Dec 2, 2013

Visiting Port-au-Prince, Haiti

We totally loved our visit to Haiti.  We found it was less expensive to fly into Santo Domingo then fly to Port-au-Prince from there. The biggest problem was connecting between the two Santo Domingo airports so hired a nice young man to drive us thus avoiding the taxis.  It was expensive but smooth and easy, which we appreciated. Port-au-Prince suffered from the 2010 earthquake but we were impressed because everyone seemed busy and things were improving. We were in Managua twenty years after they suffered a similar earthquake and, except for clearing the ruble away, nothing had been rebuilt. 

In Port-au-Prince we stayed at the new Best Western Premier which was lovely and had a lot of Haitian artwork on display and even had a book that described the artwork.  Many of the governmental buildings including the Presidential Palace were destroyed but are in the process of being rebuilt.  The restored Iron Market is the bright sign of hope for the future of Port-au-Prince. Like a vision from the Arabian Nights the beautiful red Iron Market complete with minarets, was restored by John McAslan who has a variety of interests in the area, namely the major internet company.
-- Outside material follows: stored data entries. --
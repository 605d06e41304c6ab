#![allow(clippy::unwrap_used)]
// Integration tests for `PageClient` using wiremock.

use pretty_assertions::assert_eq;
use serde::Deserialize;
use serde_json::json;
use url::Url;
use wiremock::matchers::{method, path, query_param};
use wiremock::{Mock, MockServer, ResponseTemplate};

use postview_api::{Error, PageClient, ResourceQuery, SortField, SortOrder};

#[derive(Debug, Deserialize, PartialEq)]
#[serde(rename_all = "camelCase")]
struct Post {
    id: u64,
    user_id: u64,
    title: String,
}

// ── Helpers ─────────────────────────────────────────────────────────

async fn setup() -> (MockServer, PageClient) {
    let server = MockServer::start().await;
    let base_url = Url::parse(&server.uri()).unwrap();
    let client = PageClient::with_client(reqwest::Client::new(), base_url);
    (server, client)
}

fn posts_body() -> serde_json::Value {
    json!([
        { "id": 1, "userId": 1, "title": "sunt aut facere", "body": "quia et suscipit" },
        { "id": 2, "userId": 1, "title": "qui est esse", "body": "est rerum tempore" },
        { "id": 3, "userId": 1, "title": "ea molestias", "body": "et iusto sed quo" },
    ])
}

// ── Happy-path tests ────────────────────────────────────────────────

#[tokio::test]
async fn test_list_first_page_with_next_link() {
    let (server, client) = setup().await;
    let next = format!("{}/posts?_page=2&_limit=3", server.uri());
    let last = format!("{}/posts?_page=34&_limit=3", server.uri());

    Mock::given(method("GET"))
        .and(path("/posts"))
        .and(query_param("_page", "1"))
        .and(query_param("_limit", "3"))
        .respond_with(
            ResponseTemplate::new(200)
                .set_body_json(posts_body())
                .insert_header("Link", format!("<{next}>; rel=\"next\", <{last}>; rel=\"last\"")),
        )
        .expect(1)
        .mount(&server)
        .await;

    let page = client
        .list::<Post>("/posts", &ResourceQuery::page(1, 3))
        .await
        .unwrap();

    assert_eq!(page.items.len(), 3);
    assert_eq!(page.items[0].title, "sunt aut facere");
    assert_eq!(page.next().unwrap().as_str(), next);
    assert_eq!(page.links.get("last").unwrap().as_str(), last);
}

#[tokio::test]
async fn test_last_page_has_no_cursor() {
    let (server, client) = setup().await;

    Mock::given(method("GET"))
        .and(path("/posts"))
        .respond_with(ResponseTemplate::new(200).set_body_json(posts_body()))
        .mount(&server)
        .await;

    let page = client
        .list::<Post>("/posts", &ResourceQuery::page(34, 3))
        .await
        .unwrap();

    let (items, next) = page.into_parts();
    assert_eq!(items.len(), 3);
    assert!(next.is_none());
}

#[tokio::test]
async fn test_sort_and_filter_parameters_are_sent() {
    let (server, client) = setup().await;

    Mock::given(method("GET"))
        .and(path("/posts"))
        .and(query_param("_sort", "title"))
        .and(query_param("_order", "asc"))
        .and(query_param("userId", "7"))
        .respond_with(ResponseTemplate::new(200).set_body_json(json!([])))
        .expect(1)
        .mount(&server)
        .await;

    let query = ResourceQuery::page(1, 3)
        .sorted(SortField::Title, SortOrder::Asc)
        .for_user(Some(7));
    let page = client.list::<Post>("/posts", &query).await.unwrap();
    assert!(page.items.is_empty());
}

// ── Error tests ─────────────────────────────────────────────────────

#[tokio::test]
async fn test_non_success_status() {
    let (server, client) = setup().await;

    Mock::given(method("GET"))
        .and(path("/posts"))
        .respond_with(ResponseTemplate::new(500).set_body_string("boom"))
        .mount(&server)
        .await;

    let result = client
        .list::<Post>("/posts", &ResourceQuery::default())
        .await;

    assert!(
        matches!(result, Err(Error::Status { status: 500, .. })),
        "expected Status error, got: {result:?}"
    );
}

#[tokio::test]
async fn test_malformed_body() {
    let (server, client) = setup().await;

    Mock::given(method("GET"))
        .and(path("/posts"))
        .respond_with(ResponseTemplate::new(200).set_body_string("{\"not\": \"an array\"}"))
        .mount(&server)
        .await;

    let result = client
        .list::<Post>("/posts", &ResourceQuery::default())
        .await;

    match result {
        Err(Error::Deserialization { body, .. }) => assert!(body.contains("not")),
        other => panic!("expected Deserialization error, got: {other:?}"),
    }
}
On Tuesday, January 11, 2011 he joined Bill Clinton for the grand reopening of the market.  The Clinton foundation, which has many programs in support of Haiti, commented that the
completed market was a “bright beacon” of hope for the future of Haiti. Without a doubt it provides employment for many people. The market is jam packed with everything from handicrafts to pigeons. The building has an interesting history. It was prefabricated in France and was intended to be the train station in Cairo. But the plan didn’t work and, as the story goes, Florvil Hyppolite, President of Haiti from 1828 to 1896, was visiting France and decided it was just what Port-au-Prince needed so he bought it and had it shipped to Haiti to serve as the central market. 
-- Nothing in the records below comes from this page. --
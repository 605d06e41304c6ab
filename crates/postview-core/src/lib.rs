// postview-core: Reactive stores, cache-aside page fetching and the feed
// controllers that tie them together. Sits between postview-api and the
// CLI; never reads config files or touches the terminal.

pub mod cache;
pub mod config;
pub mod controller;
pub mod error;
pub mod fetch;
pub mod model;
pub mod state;

// ── Primary re-exports ──────────────────────────────────────────────
pub use cache::{CacheEntry, CacheError, CacheKey, DataCache, MemoryCache, RedbCache};
pub use config::FeedConfig;
pub use controller::{PostsCommand, PostsController, UsersController};
pub use error::CoreError;
pub use fetch::{CachedFetcher, FetchSource, FetchedPage};
pub use model::{Post, User};
pub use state::{State, Unsubscribe};

// Query vocabulary is shared with the API layer.
pub use postview_api::{SortField, SortOrder};
use serde::{Deserialize, Serialize};

/// A single entry of the `/posts` collection.
#[derive(Debug, Clone, PartialEq, Eq, Serialize, Deserialize)]
#[serde(rename_all = "camelCase")]
pub struct Post {
    pub id: u64,
    pub user_id: u64,
    pub title: String,
    #[serde(default)]
    pub body: String,
}

impl Post {
    /// Heading shown in lists: `"{id}: {title}"`.
    pub fn heading(&self) -> String {
        format!("{}: {}", self.id, self.title)
    }
}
Every visit to Port-au-Prince should include a visit to The Observatory.  It offers an expansive view of the mountain, sea, and the city.  We visited twice.  Once during the day and then returned in the evening where there is a new restaurant, The Observatory has great food with a magical view of the city lights far below. 

One day we ate at Le Chateaublond, located just a short distance
from Port-au-Prince. It is a sugar cane museum with artifacts and structures that recall the days of sugar cane production a key component in Haiti’s history. On display are a train, the chimney, vats and other artifacts.  Our meal was hosted by Pierre Richard Moiso who explained typical Haitian food and beverages while sharing his love of Haiti.  I learned about acra, a favorite appetizer made from a Haitian ground root; Chiquetaille de Lambi, a conch recipe that is a must-have at a Haitian’s first communion celebration; and Clairin, a popular drink similar to moonshine that comes in a variety of flavors.  
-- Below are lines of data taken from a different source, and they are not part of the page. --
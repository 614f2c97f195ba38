//! Contam Core - Pairwise contamination probability pipeline
//!
//! This crate provides the stages of the contam batch pipeline:
//!
//! - **Preprocess**: Imputation, binary and counting recodes, age and BMI bands
//! - **Roles**: `V1`/`V2` tagged copies of the individual table
//! - **Assemble**: Labelled training table and unlabelled prediction table
//! - **Model**: Regressor backend trait, lifecycle façade and native ridge backend
//! - **Pipeline**: Feature generation, model deployment and prediction
//! - **Config**: Paths, column names, recode lists and model settings
//!
//! # Data flow
//!
//! ```text
//! individuals ─ preprocess ─┬─ V1 copy ─┐
//!                           └─ V2 copy ─┼─ join onto pairs ─┬─ df_train ── model
//! pairs ────────────────────────────────┘                   └─ df_predict ─ predictions
//! ```

pub mod config;
pub mod error;
pub mod model;
pub mod pipeline;
pub mod preprocess;

pub use config::{
    ColumnsConfig, ConfigError, ContamConfig, ModelConfig, PathsConfig, PreprocessConfig,
};
pub use error::{ContamError, ModelError, PreprocessError, Result};
pub use model::{
    evaluation_metrics, FeatureEncoder, Prediction, RegressorBackend, RegressorTrainer,
    RidgeBackend, RidgeModel, RidgeSettings, SessionOptions, SessionState, LABEL_COLUMN,
};
pub use pipeline::{
    deploy_model, generate_features, predict_model, run, FeatureSummary, PredictionSummary,
};
pub use preprocess::{build_datasets, Datasets, Role};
Dining at Chateublond was a total experience with Pierre Richard Moiso in charge. We learned about Haitian food and the sugar cane industry. Moiso said when he looks at the tall brick chimney he thinks of his ancestors who toiled in the cane fields. He explained, “Haiti has something special. It is not like everywhere else. Yes, there are things I’d like to see changed but I don’t want us to lose our identity.”